Le Mans 2026 – Day 3

The plan survives contact with reality (mostly)

Race day

The words that make every other day of the year feel like a rehearsal.

I had, as is my custom, a plan. A proper one. Not the kind scribbled on a napkin at midnight and forgotten by morning, but a real plan — timestamped, sequenced, mentally rehearsed. Years of Le Mans have taught me that the race itself is chaos, so everything leading up to it must be controlled with military precision. The goal: depart by 9:30. The result: departure at 9:30. Some things in this world still work.

The route took us along the B road to Écommoy, which is where the plan encountered its first minor amendment. Three of my companions had, the day prior, purchased Le Mans shirts with the sort of optimism that ignores the fundamental rule of souvenir shopping: check the size. None of the three pairs were correct. A detour to the Super U was therefore not a detour — it was a logistical necessity. The exchange was handled with impressive Gallic efficiency, a few additional items found their way into the basket (as they always do), and we were back on the road without any meaningful damage to the schedule.

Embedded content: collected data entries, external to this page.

//! Client-side reconciliation of reinhardt-meta document metadata.
//!
//! [`Reconciler`] applies [`RenderInstructions`] to a live document through
//! the [`MetaDom`] trait, touching only what changed since its previous
//! cycle. [`MetaManager`] wraps it with the resolve step and the
//! pause/resume gate hosts drive from their lifecycle.
//!
//! Two documents are provided: [`MemoryDocument`] for native hosts and
//! tests, and `WebDocument` for the browser (`web` feature on `wasm32`).
//!
//! # Example
//!
//! ```
//! use reinhardt_meta_client::{MemoryDocument, MetaDom, MetaManager};
//! use reinhardt_meta_core::prelude::*;
//!
//! let mut manager = MetaManager::new(MemoryDocument::new(), MetaOptions::default()).unwrap();
//! let infos = vec![RawMetaInfo::new().title("Home").meta(RawTag::charset("utf-8"))];
//!
//! let first = manager.refresh(&infos).unwrap();
//! assert_eq!(first.added_tags().len(), 1);
//! assert_eq!(manager.dom().title(), "Home");
//!
//! let second = manager.refresh(&infos).unwrap();
//! assert!(second.tags.is_empty());
//! ```
//!
//! [`RenderInstructions`]: reinhardt_meta_core::RenderInstructions

#![warn(missing_docs)]
#![warn(rustdoc::missing_crate_level_docs)]

pub mod callbacks;
pub mod dom;
pub mod manager;
pub mod memory;
pub mod reconcile;
#[cfg(all(target_arch = "wasm32", feature = "web"))]
pub mod web;

pub use callbacks::CallbackGuard;
pub use dom::{DomTarget, LoadListener, MetaDom};
pub use manager::{GateState, Injection, MetaManager, RefreshResult};
pub use memory::{MemoryDocument, NodeId};
pub use reconcile::{CLIENT_MARKER_VALUE, Reconciler, TagChanges};
#[cfg(all(target_arch = "wasm32", feature = "web"))]
pub use web::WebDocument;

/// Re-export commonly used types.
pub mod prelude {
	pub use crate::dom::{DomTarget, MetaDom};
	pub use crate::manager::{GateState, MetaManager, RefreshResult};
	pub use crate::memory::MemoryDocument;
	pub use crate::reconcile::{Reconciler, TagChanges};
	#[cfg(all(target_arch = "wasm32", feature = "web"))]
	pub use crate::web::WebDocument;
}
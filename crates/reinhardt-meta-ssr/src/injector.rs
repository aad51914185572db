//! Per-request server output.
//!
//! A [`ServerInjector`] resolves a component tree's declarations once and
//! exposes one view per field. Every view renders through `text(..)`, so a
//! host template can query the same result several times, once per
//! placement.
//!
//! ```
//! use reinhardt_meta_core::{MetaOptions, RawMetaInfo, RawTag};
//! use reinhardt_meta_ssr::{ServerInjector, TextOptions};
//!
//! let raw = RawMetaInfo::new()
//!     .meta(RawTag::charset("utf-8"))
//!     .script(RawTag::script_src("/app.js").body());
//! let injector = ServerInjector::generate(&raw, &MetaOptions::default()).unwrap();
//!
//! assert_eq!(injector.meta().text(TextOptions::new()), r#"<meta data-rh-meta="ssr" charset="utf-8">"#);
//! assert_eq!(injector.script().text(TextOptions::new()), "");
//! assert!(injector.script().text(TextOptions::body()).contains("/app.js"));
//! ```

use crate::serialize::{TextOptions, attrs_text, tags_text, title_text};
use reinhardt_meta_core::{
	AttrsInstruction, MergedMetaInfo, MetaField, MetaOptions, MetaResult, Placement, RawMetaInfo,
	RenderInstructions, Resolver, TagDescriptor, TitleInstruction, generate,
};

/// Fields emitted into `<head>`, in order.
const HEAD_FIELDS: [MetaField; 6] = [
	MetaField::Base,
	MetaField::Meta,
	MetaField::Link,
	MetaField::Style,
	MetaField::Script,
	MetaField::Noscript,
];

/// Fields that may be placed in the body, in order.
const BODY_FIELDS: [MetaField; 3] = [MetaField::Style, MetaField::Script, MetaField::Noscript];

/// Resolved metadata of one server render.
#[derive(Debug, Clone)]
pub struct ServerInjector {
	options: MetaOptions,
	merged: MergedMetaInfo,
	instructions: RenderInstructions,
}

impl ServerInjector {
	/// Resolves `infos` (root first) with the default merge policy.
	pub fn new(infos: &[RawMetaInfo], options: &MetaOptions) -> MetaResult<Self> {
		Self::with_resolver(&Resolver::new(), infos, options)
	}

	/// Resolves `infos` with an explicit resolver.
	pub fn with_resolver(
		resolver: &Resolver,
		infos: &[RawMetaInfo],
		options: &MetaOptions,
	) -> MetaResult<Self> {
		options.validate()?;
		let merged = resolver.resolve(infos);
		let instructions = generate(&merged, options);
		tracing::debug!(
			components = infos.len(),
			tags = instructions.all_tags().count(),
			"resolved server metadata"
		);
		Ok(Self {
			options: options.clone(),
			merged,
			instructions,
		})
	}

	/// Builds the output of a single raw declaration.
	pub fn generate(raw: &RawMetaInfo, options: &MetaOptions) -> MetaResult<Self> {
		Self::new(std::slice::from_ref(raw), options)
	}

	/// The active options.
	pub fn options(&self) -> &MetaOptions {
		&self.options
	}

	/// The merged declarations.
	pub fn merged(&self) -> &MergedMetaInfo {
		&self.merged
	}

	/// The generated instructions.
	pub fn instructions(&self) -> &RenderInstructions {
		&self.instructions
	}

	/// The title view.
	pub fn title(&self) -> TitleText<'_> {
		TitleText {
			title: &self.instructions.title,
		}
	}

	/// The `<html>` attribute view.
	pub fn html_attrs(&self) -> AttrsText<'_> {
		self.attrs_view(&self.instructions.html_attrs)
	}

	/// The `<head>` attribute view.
	pub fn head_attrs(&self) -> AttrsText<'_> {
		self.attrs_view(&self.instructions.head_attrs)
	}

	/// The `<body>` attribute view.
	pub fn body_attrs(&self) -> AttrsText<'_> {
		self.attrs_view(&self.instructions.body_attrs)
	}

	/// The `<base>` view.
	pub fn base(&self) -> TagsText<'_> {
		self.tags_view(MetaField::Base)
	}

	/// The `<meta>` view.
	pub fn meta(&self) -> TagsText<'_> {
		self.tags_view(MetaField::Meta)
	}

	/// The `<link>` view.
	pub fn link(&self) -> TagsText<'_> {
		self.tags_view(MetaField::Link)
	}

	/// The `<style>` view.
	pub fn style(&self) -> TagsText<'_> {
		self.tags_view(MetaField::Style)
	}

	/// The `<script>` view.
	pub fn script(&self) -> TagsText<'_> {
		self.tags_view(MetaField::Script)
	}

	/// The `<noscript>` view.
	pub fn noscript(&self) -> TagsText<'_> {
		self.tags_view(MetaField::Noscript)
	}

	/// Looks a view up by its camelCase field name.
	pub fn field(&self, name: &str) -> Option<FieldText<'_>> {
		let field = MetaField::from_name(name)?;
		Some(match field {
			MetaField::Title => FieldText::Title(self.title()),
			MetaField::HtmlAttrs => FieldText::Attrs(self.html_attrs()),
			MetaField::HeadAttrs => FieldText::Attrs(self.head_attrs()),
			MetaField::BodyAttrs => FieldText::Attrs(self.body_attrs()),
			_ => FieldText::Tags(self.tags_view(field)),
		})
	}

	/// Everything that belongs inside `<head>`.
	pub fn head(&self, ln: bool) -> String {
		let mut out = self.title().text();
		if ln && !out.is_empty() {
			out.push('\n');
		}
		let options = TextOptions::new().with_ln(ln);
		for field in HEAD_FIELDS {
			out.push_str(&self.tags_view(field).text(options));
		}
		out
	}

	/// Tags placed at the start of `<body>`.
	pub fn body_prepend(&self, ln: bool) -> String {
		self.body_tags(Placement::BodyPrepend, ln)
	}

	/// Tags placed at the end of `<body>`.
	pub fn body_append(&self, ln: bool) -> String {
		self.body_tags(Placement::BodyAppend, ln)
	}

	fn body_tags(&self, placement: Placement, ln: bool) -> String {
		let options = TextOptions::from(placement).with_ln(ln);
		BODY_FIELDS
			.into_iter()
			.map(|field| self.tags_view(field).text(options))
			.collect()
	}

	fn attrs_view<'a>(&'a self, bag: &'a AttrsInstruction) -> AttrsText<'a> {
		AttrsText {
			bag,
			options: &self.options,
		}
	}

	fn tags_view(&self, field: MetaField) -> TagsText<'_> {
		TagsText {
			tags: self.instructions.tags(field),
			options: &self.options,
		}
	}
}

/// Server view of the title.
#[derive(Debug, Clone, Copy)]
pub struct TitleText<'a> {
	title: &'a TitleInstruction,
}

impl TitleText<'_> {
	/// `<title>..</title>`, or nothing for an empty title.
	pub fn text(&self) -> String {
		title_text(self.title)
	}
}

/// Server view of an attribute bag.
#[derive(Debug, Clone, Copy)]
pub struct AttrsText<'a> {
	bag: &'a AttrsInstruction,
	options: &'a MetaOptions,
}

impl AttrsText<'_> {
	/// The inside of the start tag. `add_ssr_attribute` adds the
	/// server-render marker where it applies (`<html>` only).
	pub fn text(&self, add_ssr_attribute: bool) -> String {
		attrs_text(self.bag, self.options, add_ssr_attribute)
	}
}

/// Server view of an element field.
#[derive(Debug, Clone, Copy)]
pub struct TagsText<'a> {
	tags: &'a [TagDescriptor],
	options: &'a MetaOptions,
}

impl TagsText<'_> {
	/// The tags at the requested placement.
	pub fn text(&self, text_options: TextOptions) -> String {
		tags_text(self.tags, self.options, text_options)
	}

	/// Number of tags across every placement.
	pub fn len(&self) -> usize {
		self.tags.len()
	}

	/// Whether the field has no tags.
	pub fn is_empty(&self) -> bool {
		self.tags.is_empty()
	}
}

/// A view looked up by field name.
#[derive(Debug, Clone, Copy)]
pub enum FieldText<'a> {
	/// The title.
	Title(TitleText<'a>),
	/// An attribute bag.
	Attrs(AttrsText<'a>),
	/// An element field.
	Tags(TagsText<'a>),
}

impl FieldText<'_> {
	/// Renders with default options: head placement, no server-render marker.
	pub fn text(&self) -> String {
		match self {
			Self::Title(view) => view.text(),
			Self::Attrs(view) => view.text(false),
			Self::Tags(view) => view.text(TextOptions::new()),
		}
	}
}

#[cfg(test)]
mod tests {
	use super::*;
	use reinhardt_meta_core::{AttrMap, RawTag};
	use rstest::rstest;

	#[rstest]
	fn test_invalid_options_rejected() {
		let options = MetaOptions::new().attribute("");
		assert!(ServerInjector::generate(&RawMetaInfo::new(), &options).is_err());
	}

	#[rstest]
	fn test_field_lookup() {
		let injector = ServerInjector::generate(
			&RawMetaInfo::new()
				.title("Home")
				.html_attrs(AttrMap::new().with("lang", "en")),
			&MetaOptions::default(),
		)
		.unwrap();

		assert_eq!(injector.field("title").unwrap().text(), "<title>Home</title>");
		assert_eq!(
			injector.field("htmlAttrs").unwrap().text(),
			r#"lang="en" data-rh-meta="lang""#
		);
		assert_eq!(injector.field("link").unwrap().text(), "");
		assert!(injector.field("titleTemplate").is_none());
	}

	#[rstest]
	fn test_head_and_body_sections() {
		let injector = ServerInjector::generate(
			&RawMetaInfo::new()
				.title("T")
				.meta(RawTag::charset("utf-8"))
				.script(RawTag::script_src("/head.js"))
				.script(RawTag::script_src("/pre.js").pbody())
				.script(RawTag::script_src("/post.js").body())
				.noscript(RawTag::inline("no js").body()),
			&MetaOptions::default(),
		)
		.unwrap();

		let head = injector.head(true);
		assert_eq!(
			head,
			"<title>T</title>\n\
			 <meta data-rh-meta=\"ssr\" charset=\"utf-8\">\n\
			 <script data-rh-meta=\"ssr\" src=\"/head.js\"></script>\n"
		);
		assert_eq!(
			injector.body_prepend(false),
			r#"<script data-rh-meta="ssr" src="/pre.js" data-pbody="true"></script>"#
		);
		assert_eq!(
			injector.body_append(false),
			"<script data-rh-meta=\"ssr\" src=\"/post.js\" data-body=\"true\"></script>\
			 <noscript data-rh-meta=\"ssr\" data-body=\"true\">no js</noscript>"
		);
	}
}
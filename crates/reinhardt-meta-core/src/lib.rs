//! Core of the reinhardt-meta document metadata engine.
//!
//! Components declare metadata ([`RawMetaInfo`]); the engine folds the
//! declarations of a whole component tree into one [`MergedMetaInfo`] and
//! turns it into [`RenderInstructions`] that the server serializer
//! (`reinhardt-meta-ssr`) and the client reconciler (`reinhardt-meta-client`)
//! consume.
//!
//! # Data flow
//!
//! ```text
//! component tree ──collect──▶ [RawMetaInfo] ──resolve──▶ MergedMetaInfo
//!                                                          │
//!                                                      generate
//!                                                          ▼
//!                                                  RenderInstructions
//!                                                    │            │
//!                                              serializer    reconciler
//! ```
//!
//! # Example
//!
//! ```
//! use reinhardt_meta_core::prelude::*;
//!
//! let infos = vec![
//!     RawMetaInfo::new()
//!         .title_template("%s | Example")
//!         .meta(RawTag::charset("utf-8")),
//!     RawMetaInfo::new().title("About"),
//! ];
//!
//! let merged = resolve(&infos);
//! let instructions = generate(&merged, &MetaOptions::default());
//!
//! assert_eq!(instructions.title.text, "About | Example");
//! assert_eq!(instructions.tags(MetaField::Meta).len(), 1);
//! ```

#![warn(missing_docs)]
#![warn(rustdoc::missing_crate_level_docs)]

pub mod attr;
pub mod descriptor;
pub mod error;
pub mod field;
pub mod generate;
pub mod options;
pub mod raw;
pub mod resolve;
pub mod template;
pub mod tree;

pub use attr::{AttrMap, AttrValue, TagAttr};
pub use descriptor::{
	AttrsInstruction, RenderInstructions, TagContent, TagDescriptor, TagIdentity, TagKey,
	TitleInstruction,
};
pub use error::{MetaError, MetaResult};
pub use field::{MetaField, Placement};
pub use generate::generate;
pub use options::{DuplicatePolicy, MergePolicy, MetaOptions};
pub use raw::{AfterNavigationHook, ChangedHook, LoadCallback, RawMetaInfo, RawTag};
pub use resolve::{MergedMetaInfo, Resolver, resolve};
pub use template::Template;
pub use tree::{MetaNode, MetaTree, collect_json_tree, collect_meta_info, has_meta_info};

/// Re-export commonly used types.
pub mod prelude {
	pub use crate::attr::{AttrMap, AttrValue, TagAttr};
	pub use crate::descriptor::{
		AttrsInstruction, RenderInstructions, TagContent, TagDescriptor, TagIdentity, TagKey,
		TitleInstruction,
	};
	pub use crate::error::{MetaError, MetaResult};
	pub use crate::field::{MetaField, Placement};
	pub use crate::generate::generate;
	pub use crate::options::{DuplicatePolicy, MergePolicy, MetaOptions};
	pub use crate::raw::{RawMetaInfo, RawTag};
	pub use crate::resolve::{MergedMetaInfo, Resolver, resolve};
	pub use crate::template::Template;
	pub use crate::tree::{MetaNode, MetaTree, collect_meta_info};
}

From there, the motorway north, the cross-town manoeuvre to avoid the predictable carnage around the official car parks, and then — the secret parking spot. A few hundred yards from a track entrance. My track entrance. I have been protecting this location with the same discretion one reserves for offshore accounts and good tailors. It worked, as it has before. My reputation among the group, carefully cultivated over many years of “trust me on this,” remained intact.

We walked in, crossed the Dunlop Bridge — which Goodyear now insists on calling the Goodyear Bridge, an act of corporate optimism I refuse to dignify — and made our way through the Village, that cheerful labyrinth of merchandise, beer, and overpriced sandwiches that guards the approach to the real business. Our first stop was my preferred establishment, patronised loyally for the past three years. Standards maintained. Beers acceptable. The kind of place that rewards return custom.

Time moves at its own pace on race day. There was the obligatory diversion into the official ACO shop — I am not made of stone — where I acquired the latest LM24 polo shirt, because some traditions must be honoured. Then the long walk south to T29, our grandstand at the Porsche Curves, drink in hand, the crowds thickening with every step.

By 3pm we were in our seats. One hour to the start. On the large screen opposite, the grid was already assembled — 60-odd cars, mechanics making their final calculations, TV crews searching for faces to point cameras at, the whole magnificent circus on its marks.

The plan had delivered us here, on time, in good spirits, with appropriate refreshments.

Everything else was now up to the cars.